Police obtain a search warrant to search “the premises known as 2036 Park Avenue third floor apartment,” but discover after acquiring contraband that they were in defendant Garrison’s separate apartment.

Synopsis of Rule of Law.

The validity of a search warrant must be determined on the basis of the information that the police disclose or have a duty to disclose to a magistrate.


A warrant was issued to search “the premises known as 2036 Park Avenue third floor apartment,” with the police reasonably believing that there was only one apartment on the premises. There were however, two apartments on the third floor, a fact the officers only became aware of after they had discovered the contraband that led to the defendant’s conviction. The trial court denied defendant’s motion to suppress the seized evidence, and the Maryland Special Court of Appeals affirmed. The Court of Appeals of Maryland reversed and remanded for a new trial, saying that the warrant was to be construed as authorizing a search of the original suspect’s apartment only. Certiorari was then granted.
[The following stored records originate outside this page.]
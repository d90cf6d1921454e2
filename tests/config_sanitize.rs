use bevy::prelude::*;
use pursuit::game::config::{InitialConfig, SpawnRatios};
use pursuit::game::simulation::{SimConfig, SimRng};
use pursuit::game::types::AgentKind;
use pursuit::game::GamePlugin;

fn as_json(config: &InitialConfig) -> serde_json::Value {
    serde_json::to_value(config).expect("config serializes")
}

#[test]
fn test_json_round_trip() {
    let mut config = InitialConfig::default();
    config.seed = 1234;
    config.tracker.top_k = 5;

    let text = serde_json::to_string(&config).unwrap();
    let back: InitialConfig = serde_json::from_str(&text).unwrap();
    assert_eq!(as_json(&back), as_json(&config));
}

#[test]
fn test_shipped_config_matches_defaults() {
    let path = concat!(env!("CARGO_MANIFEST_DIR"), "/assets/initial_config.ron");
    let shipped = InitialConfig::from_file(path).expect("shipped config parses");
    assert_eq!(as_json(&shipped), as_json(&InitialConfig::default()));
}

#[test]
fn test_invalid_values_are_repaired() {
    let mut initial = InitialConfig::default();
    initial.agent.radius = -3.0;
    initial.agent.base_speed = f32::NAN;
    initial.agent.speed_jitter = 4.0;
    initial.tracker.scent_radius = 200.0;
    initial.tracker.far_scent_radius = 50.0;
    initial.congestion.threshold = 0;
    initial.spawn_ratios = SpawnRatios {
        normal: 0.0,
        tracker: -1.0,
        wall_hugger: 0.0,
        train: 0.0,
        spacing_seeker: 0.0,
        dog: 0.0,
    };

    let config = SimConfig::from_initial(&initial);
    let defaults = InitialConfig::default();

    assert_eq!(config.agent.radius, defaults.agent.radius);
    assert_eq!(config.agent.base_speed, 0.0);
    assert_eq!(config.agent.speed_jitter, 1.0);
    assert_eq!(config.tracker.far_scent_radius, 200.0);
    assert_eq!(config.congestion.threshold, defaults.congestion.threshold);

    assert_eq!(config.spawn.probability(AgentKind::Normal), 1.0);
    for kind in AgentKind::ALL.into_iter().filter(|k| *k != AgentKind::Normal) {
        assert_eq!(config.spawn.probability(kind), 0.0);
    }
}

#[test]
fn test_provided_config_reaches_the_simulation() {
    let mut initial = InitialConfig::default();
    initial.seed = 99;
    initial.tick_rate = 30.0;

    let mut app = App::new();
    app.add_plugins(MinimalPlugins);
    app.insert_resource(initial);
    app.add_plugins(GamePlugin);
    app.update();

    let config = app.world().resource::<SimConfig>();
    assert_eq!(config.seed, 99);
    assert_eq!(config.tick_rate, 30);
    assert!(app.world().get_resource::<SimRng>().is_some());

    let step = app.world().resource::<Time<Fixed>>().timestep();
    assert!((step.as_secs_f64() - 1.0 / 30.0).abs() < 1e-9);
}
Can the fruits of a search pursuant to a warrant not adequately describing the premises be excluded on Fourth Amendment grounds when the police officer who obtained it reasonably believed that the premises were described precisely?


No. Reverse and remand.
The warrant was valid when issued because such validity must be assessed on the basis of the information the officers disclose or have a duty to discover and disclose to the issuing magistrate.

The officers’ failure to recognize the overbreadth of the warrant was objectively understandable and reasonable, therefore admit the fruits of the search.


Justice Harry Blackmun expressed his belief that the search did violate the Fourth Amendment because it was conducted without a warrant and without exigent circumstances, because the errors of the police officers were not reasonable under the circumstances, and because the evidence obtained from the search should have been excluded.


This case shows that the description of premises to be searched within a warrant does not have to be exact but enough that an officer can reasonably identify the place intended. The lack of Fourth Amendment police misconduct deterrent value present in excluding the fruits of a search pursuant to a warrant with poorly described, though reasonably mistaken premises is a factor in this case’s result.